Objective and contributions
Several defect prediction models already exist in the literature, but little effort has been done in combining deep learning techniques with optimization algorithms for defect prediction. This study introduces a new defect prediction model, assess its performance and explore its possibilities to enhance software quality. This study makes the following contributions:
-
A new Residual/Shuffle (RS) Networks-based defect prediction model combined with an enhanced variant of Fish Migration Optimization (UFMO) algorithm.
-
Assessment of the suggested model on several open-source projects to show its practicality
-
Role of the proposed model in enhancing software quality and development practices. The paper is structured to include background and motivation, the proposed defect prediction model, the performance evaluation of the proposed metric, and discussion of the results, limitations, and conclusions.

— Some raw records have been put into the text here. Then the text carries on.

//! Host-owned settings object.
//!
//! Mirrors the key/value data object a compositing host hands to its
//! filters: every key has an optional user value and an optional default.
//! Reads fall back from the user value to the default, then to a zero
//! value. Only user values are persisted.

use std::collections::BTreeMap;

use serde::{Deserialize, Serialize};

use crate::error::{NineSliceError, Result};

/// A single setting value.
#[derive(Debug, Clone, Copy, PartialEq, Serialize, Deserialize)]
#[serde(untagged)]
pub enum SettingValue {
    Bool(bool),
    Double(f64),
}

/// Key/value settings with separate user values and defaults.
#[derive(Debug, Clone, Default, PartialEq)]
pub struct Settings {
    values: BTreeMap<String, SettingValue>,
    defaults: BTreeMap<String, SettingValue>,
}

impl Settings {
    pub fn new() -> Self {
        Self::default()
    }

    fn lookup(&self, key: &str) -> Option<SettingValue> {
        self.values
            .get(key)
            .or_else(|| self.defaults.get(key))
            .copied()
    }

    /// Boolean value for `key`, `false` if unset or not a boolean.
    pub fn get_bool(&self, key: &str) -> bool {
        match self.lookup(key) {
            Some(SettingValue::Bool(b)) => b,
            Some(SettingValue::Double(_)) => {
                log::debug!("setting '{key}' is not a bool");
                false
            }
            None => false,
        }
    }

    /// Floating point value for `key`, `0.0` if unset or not a number.
    pub fn get_double(&self, key: &str) -> f64 {
        match self.lookup(key) {
            Some(SettingValue::Double(d)) => d,
            Some(SettingValue::Bool(_)) => {
                log::debug!("setting '{key}' is not a number");
                0.0
            }
            None => 0.0,
        }
    }

    pub fn set_bool(&mut self, key: &str, value: bool) {
        self.values.insert(key.to_string(), SettingValue::Bool(value));
    }

    pub fn set_double(&mut self, key: &str, value: f64) {
        self.values
            .insert(key.to_string(), SettingValue::Double(value));
    }

    pub fn set_default_bool(&mut self, key: &str, value: bool) {
        self.defaults
            .insert(key.to_string(), SettingValue::Bool(value));
    }

    pub fn set_default_double(&mut self, key: &str, value: f64) {
        self.defaults
            .insert(key.to_string(), SettingValue::Double(value));
    }

    /// Whether the user explicitly set `key`.
    pub fn has_user_value(&self, key: &str) -> bool {
        self.values.contains_key(key)
    }

    pub fn has_default(&self, key: &str) -> bool {
        self.defaults.contains_key(key)
    }

    /// Drop the user value for `key`, reverting reads to the default.
    pub fn erase(&mut self, key: &str) {
        self.values.remove(key);
    }

    /// Keys that carry a user value, in sorted order.
    pub fn user_keys(&self) -> impl Iterator<Item = &str> {
        self.values.keys().map(String::as_str)
    }

    /// Apply a `key=value` assignment as a user value.
    ///
    /// `true`/`false` store a boolean, anything else must parse as a finite
    /// number.
    pub fn apply_assignment(&mut self, text: &str) -> Result<()> {
        let Some((key, value)) = text.split_once('=') else {
            return Err(NineSliceError::Settings(format!(
                "expected key=value, got '{text}'"
            )));
        };
        let key = key.trim();
        let value = value.trim();
        if key.is_empty() {
            return Err(NineSliceError::Settings(format!("empty key in '{text}'")));
        }
        match value {
            "true" => self.set_bool(key, true),
            "false" => self.set_bool(key, false),
            _ => {
                let number = value
                    .parse::<f64>()
                    .ok()
                    .filter(|n| n.is_finite())
                    .ok_or_else(|| {
                        NineSliceError::Settings(format!(
                            "'{key}': '{value}' is not a bool or finite number"
                        ))
                    })?;
                self.set_double(key, number);
            }
        }
        Ok(())
    }

    /// Serialize the user values as a JSON object.
    pub fn to_json(&self) -> Result<String> {
        Ok(serde_json::to_string_pretty(&self.values)?)
    }

    /// Parse user values from a JSON object. Defaults start empty.
    pub fn from_json(json: &str) -> Result<Self> {
        let values: BTreeMap<String, SettingValue> = serde_json::from_str(json)?;
        Ok(Self {
            values,
            defaults: BTreeMap::new(),
        })
    }
}

#[cfg(test)]
mod tests {
    use super::*;

    #[test]
    fn unset_keys_read_as_zero() {
        let s = Settings::new();
        assert!(!s.get_bool("show_uvs"));
        assert_eq!(s.get_double("border_top"), 0.0);
    }

    #[test]
    fn default_then_user_value() {
        let mut s = Settings::new();
        s.set_default_double("border_top", 8.0);
        assert_eq!(s.get_double("border_top"), 8.0);
        s.set_double("border_top", 12.0);
        assert_eq!(s.get_double("border_top"), 12.0);
        s.erase("border_top");
        assert_eq!(s.get_double("border_top"), 8.0);
    }

    #[test]
    fn type_mismatch_reads_zero() {
        let mut s = Settings::new();
        s.set_bool("output_scale_x", true);
        s.set_double("show_uvs", 1.0);
        assert_eq!(s.get_double("output_scale_x"), 0.0);
        assert!(!s.get_bool("show_uvs"));
    }

    #[test]
    fn user_value_flags() {
        let mut s = Settings::new();
        s.set_default_bool("uniform_scale", true);
        assert!(s.has_default("uniform_scale"));
        assert!(!s.has_user_value("uniform_scale"));
        s.set_bool("uniform_scale", false);
        assert!(s.has_user_value("uniform_scale"));
        assert_eq!(s.user_keys().collect::<Vec<_>>(), vec!["uniform_scale"]);
    }

    #[test]
    fn assignments() {
        let mut s = Settings::new();
        s.apply_assignment("show_uvs=true").unwrap();
        s.apply_assignment(" border_top = 12.5 ").unwrap();
        assert!(s.get_bool("show_uvs"));
        assert_eq!(s.get_double("border_top"), 12.5);

        for bad in [
            "no_equals",
            "=1",
            "border_top=wide",
            "border_top=nan",
            "output_scale_x=inf",
            "output_scale_x=-infinity",
        ] {
            let err = s.apply_assignment(bad).unwrap_err();
            assert!(matches!(err, NineSliceError::Settings(_)), "{bad}");
        }
    }

    #[test]
    fn json_persists_only_user_values() {
        let mut s = Settings::new();
        s.set_default_double("border_left", 8.0);
        s.set_double("border_top", 3.0);
        s.set_bool("show_uvs", true);
        let json = s.to_json().unwrap();
        assert!(json.contains("border_top"));
        assert!(!json.contains("border_left"));

        let restored = Settings::from_json(&json).unwrap();
        assert_eq!(restored.get_double("border_top"), 3.0);
        assert!(restored.get_bool("show_uvs"));
        assert!(!restored.has_default("border_left"));
    }

    #[test]
    fn assigned_settings_reload_from_json() {
        let mut s = Settings::new();
        s.apply_assignment("border_top=1e3").unwrap();
        assert!(s.apply_assignment("border_left=NaN").is_err());
        let restored = Settings::from_json(&s.to_json().unwrap()).unwrap();
        assert_eq!(restored, s);
    }

    #[test]
    fn json_integers_read_as_doubles() {
        let s = Settings::from_json(r#"{"border_top": 8}"#).unwrap();
        assert_eq!(s.get_double("border_top"), 8.0);
    }

    #[test]
    fn json_rejects_strings() {
        assert!(Settings::from_json(r#"{"border_top": "eight"}"#).is_err());
    }
}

The organization of the paper is continued as follows. Section "Related works" explains about the literature review about works in this field. Section "Conception" represents conception of the work about the bugs and errors and their detection. Section "Residual/Shuffle network" defines a general definition about the Residual-Shuffle Network. Section "Upgraded Fish migration optimization (UFMO) algorithm" describes about the proposed method for providing the upgraded Fish Migration Optimization (UFMO) Algorithm. Section "Methodology" explains about methodology of the work. Section "Simulation results" shows the simulations and experiments applied to analyze the method, and the paper is concluded in Section "Conclusions".
Related works
Qiao et al.4 suggested a new method that utilized deep learning approaches to forecast the quantity of deficiencies within software system. Firstly, a publicly accessible dataset was preprocessed, which involved data normalization and log transformation. Secondly, data modeling was carried out to prepare the input of data for the deep learning approach. Thirdly, the modeled data was input into a particularly developed deep neural network model for predicting the quantity of deficiencies. Additionally, the proposed approach was evaluated using two famous datasets. The assessment outcomes indicated that the suggested method was accurate and could outperform existing strategies. The proposed method led to a significant reduction in mean square error by 14% and an increase in the squared correlation coefficient by 8%.

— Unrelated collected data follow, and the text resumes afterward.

//! Shared test utilities for nineslice-core tests.
//!
//! Provides a [`MockDevice`] that records every device call, a
//! [`MockSource`] with adjustable dimensions, and a [`FixedScaleQuery`]
//! standing in for the host's scene tree.

use std::path::Path;
use std::sync::atomic::{AtomicBool, AtomicU32, Ordering};
use std::sync::{Arc, Mutex};

use nineslice_types::color::Color;
use nineslice_types::error::{NineSliceError, Result};
use nineslice_types::geometry::ScaleVector;
use nineslice_types::image::RgbaImage;

use crate::gpu::{
    GraphicsDevice, PARAM_BORDER, PARAM_OUTPUT_SIZE, PARAM_SHOW_UVS, PARAM_SOURCE_SIZE,
    PARAM_USE_LINEAR_FILTERING, ParamId, ProgramId,
};
use crate::host::{FilterSource, SceneScaleQuery};

const ALL_PARAMS: [&str; 5] = [
    PARAM_BORDER,
    PARAM_SOURCE_SIZE,
    PARAM_OUTPUT_SIZE,
    PARAM_SHOW_UVS,
    PARAM_USE_LINEAR_FILTERING,
];

/// A recorded device call.
#[derive(Debug, Clone, PartialEq)]
pub enum DeviceCall {
    CreateProgram { path: String },
    DestroyProgram { program: ProgramId },
    SetVec2 { name: &'static str, value: [f32; 2] },
    SetVec4 { name: &'static str, value: [f32; 4] },
    SetBool { name: &'static str, value: bool },
    BeginPass { source: String },
    EndPass { program: ProgramId, width: u32, height: u32 },
}

/// Call log shared between a device and the test that owns it.
pub type CallLog = Arc<Mutex<Vec<DeviceCall>>>;

/// A device that records calls instead of drawing.
pub struct MockDevice {
    log: CallLog,
    params: Vec<&'static str>,
    fail_load: Arc<AtomicBool>,
    accept_pass: bool,
    next_id: u64,
    live: Vec<ProgramId>,
}

impl MockDevice {
    pub fn new() -> Self {
        Self {
            log: Arc::new(Mutex::new(Vec::new())),
            params: ALL_PARAMS.to_vec(),
            fail_load: Arc::new(AtomicBool::new(false)),
            accept_pass: true,
            next_id: 1,
            live: Vec::new(),
        }
    }

    /// Every `create_program` fails.
    pub fn failing_load(self) -> Self {
        self.fail_load.store(true, Ordering::Relaxed);
        self
    }

    /// Programs lack the named parameters.
    pub fn without_params(mut self, names: &[&str]) -> Self {
        self.params.retain(|p| !names.contains(p));
        self
    }

    /// `begin_filter_pass` refuses to start.
    pub fn rejecting_passes(mut self) -> Self {
        self.accept_pass = false;
        self
    }

    /// Switch controlling load failures after the device is boxed.
    pub fn fail_switch(&self) -> Arc<AtomicBool> {
        Arc::clone(&self.fail_load)
    }

    pub fn log(&self) -> CallLog {
        Arc::clone(&self.log)
    }

    pub fn calls(&self) -> Vec<DeviceCall> {
        self.log.lock().unwrap().clone()
    }

    fn record(&self, call: DeviceCall) {
        self.log.lock().unwrap().push(call);
    }

    fn name_of(&self, param: ParamId) -> &'static str {
        self.params[param.index]
    }
}

impl GraphicsDevice for MockDevice {
    fn create_program(&mut self, path: &Path) -> Result<ProgramId> {
        self.record(DeviceCall::CreateProgram {
            path: path.display().to_string(),
        });
        if self.fail_load.load(Ordering::Relaxed) {
            return Err(NineSliceError::ProgramLoad(format!(
                "{}: mock load failure",
                path.display()
            )));
        }
        let id = ProgramId(self.next_id);
        self.next_id += 1;
        self.live.push(id);
        Ok(id)
    }

    fn destroy_program(&mut self, program: ProgramId) {
        self.record(DeviceCall::DestroyProgram { program });
        self.live.retain(|p| *p != program);
    }

    fn param_by_name(&self, program: ProgramId, name: &str) -> Option<ParamId> {
        if !self.live.contains(&program) {
            return None;
        }
        self.params
            .iter()
            .position(|p| *p == name)
            .map(|index| ParamId { program, index })
    }

    fn set_vec2(&mut self, param: ParamId, value: [f32; 2]) {
        let name = self.name_of(param);
        self.record(DeviceCall::SetVec2 { name, value });
    }

    fn set_vec4(&mut self, param: ParamId, value: [f32; 4]) {
        let name = self.name_of(param);
        self.record(DeviceCall::SetVec4 { name, value });
    }

    fn set_bool(&mut self, param: ParamId, value: bool) {
        let name = self.name_of(param);
        self.record(DeviceCall::SetBool { name, value });
    }

    fn begin_filter_pass(&mut self, source: &dyn FilterSource) -> bool {
        self.record(DeviceCall::BeginPass {
            source: source.name().to_string(),
        });
        self.accept_pass
    }

    fn end_filter_pass(&mut self, program: ProgramId, width: u32, height: u32) -> Result<()> {
        self.record(DeviceCall::EndPass {
            program,
            width,
            height,
        });
        Ok(())
    }
}

/// A source with adjustable dimensions and a flat gray frame.
pub struct MockSource {
    name: String,
    width: AtomicU32,
    height: AtomicU32,
}

impl MockSource {
    pub fn new(name: &str, width: u32, height: u32) -> Arc<Self> {
        Arc::new(Self {
            name: name.to_string(),
            width: AtomicU32::new(width),
            height: AtomicU32::new(height),
        })
    }

    pub fn resize(&self, width: u32, height: u32) {
        self.width.store(width, Ordering::Relaxed);
        self.height.store(height, Ordering::Relaxed);
    }
}

impl FilterSource for MockSource {
    fn name(&self) -> &str {
        &self.name
    }

    fn width(&self) -> u32 {
        self.width.load(Ordering::Relaxed)
    }

    fn height(&self) -> u32 {
        self.height.load(Ordering::Relaxed)
    }

    fn frame(&self) -> Option<RgbaImage> {
        let mut img = RgbaImage::new(self.width(), self.height());
        img.fill(Color::rgb(128, 128, 128));
        Some(img)
    }
}

/// Scene lookup answering with one fixed placement.
pub struct FixedScaleQuery {
    pub source_name: String,
    pub scale: ScaleVector,
}

impl SceneScaleQuery for FixedScaleQuery {
    fn find_scale_for(&self, source_name: &str) -> Option<ScaleVector> {
        (source_name == self.source_name).then_some(self.scale)
    }
}

/// Last value written to a named vec2 slot.
pub fn last_vec2(calls: &[DeviceCall], slot: &str) -> Option<[f32; 2]> {
    calls.iter().rev().find_map(|c| match c {
        DeviceCall::SetVec2 { name, value } if *name == slot => Some(*value),
        _ => None,
    })
}

/// Last value written to a named bool slot.
pub fn last_bool(calls: &[DeviceCall], slot: &str) -> Option<bool> {
    calls.iter().rev().find_map(|c| match c {
        DeviceCall::SetBool { name, value } if *name == slot => Some(*value),
        _ => None,
    })
}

Zheng et al.13 suggested an approach relevant to software flaw forecasting, which was on the basis of the Transformer model. Moreover, it entirely depended on self-attention approach. The code semantics of the end-to-end learning software could embed important details. To begin with, the module of software was transformed into an abstract syntax tree, which extracted the word series. Next, by considering the input, the layer of self-attention was utilized to conduct semantic attribute embedding. Ultimately, the Softmax NN was employed to forecast the software deficiency. Experimental findings demonstrated that the software deficiency forecasting method using the Transformer model yielded superior deficiency forecasting outcomes, with an average improvement of 3.2% compared to the optimal model based on CNN (Convolutional Neural Network).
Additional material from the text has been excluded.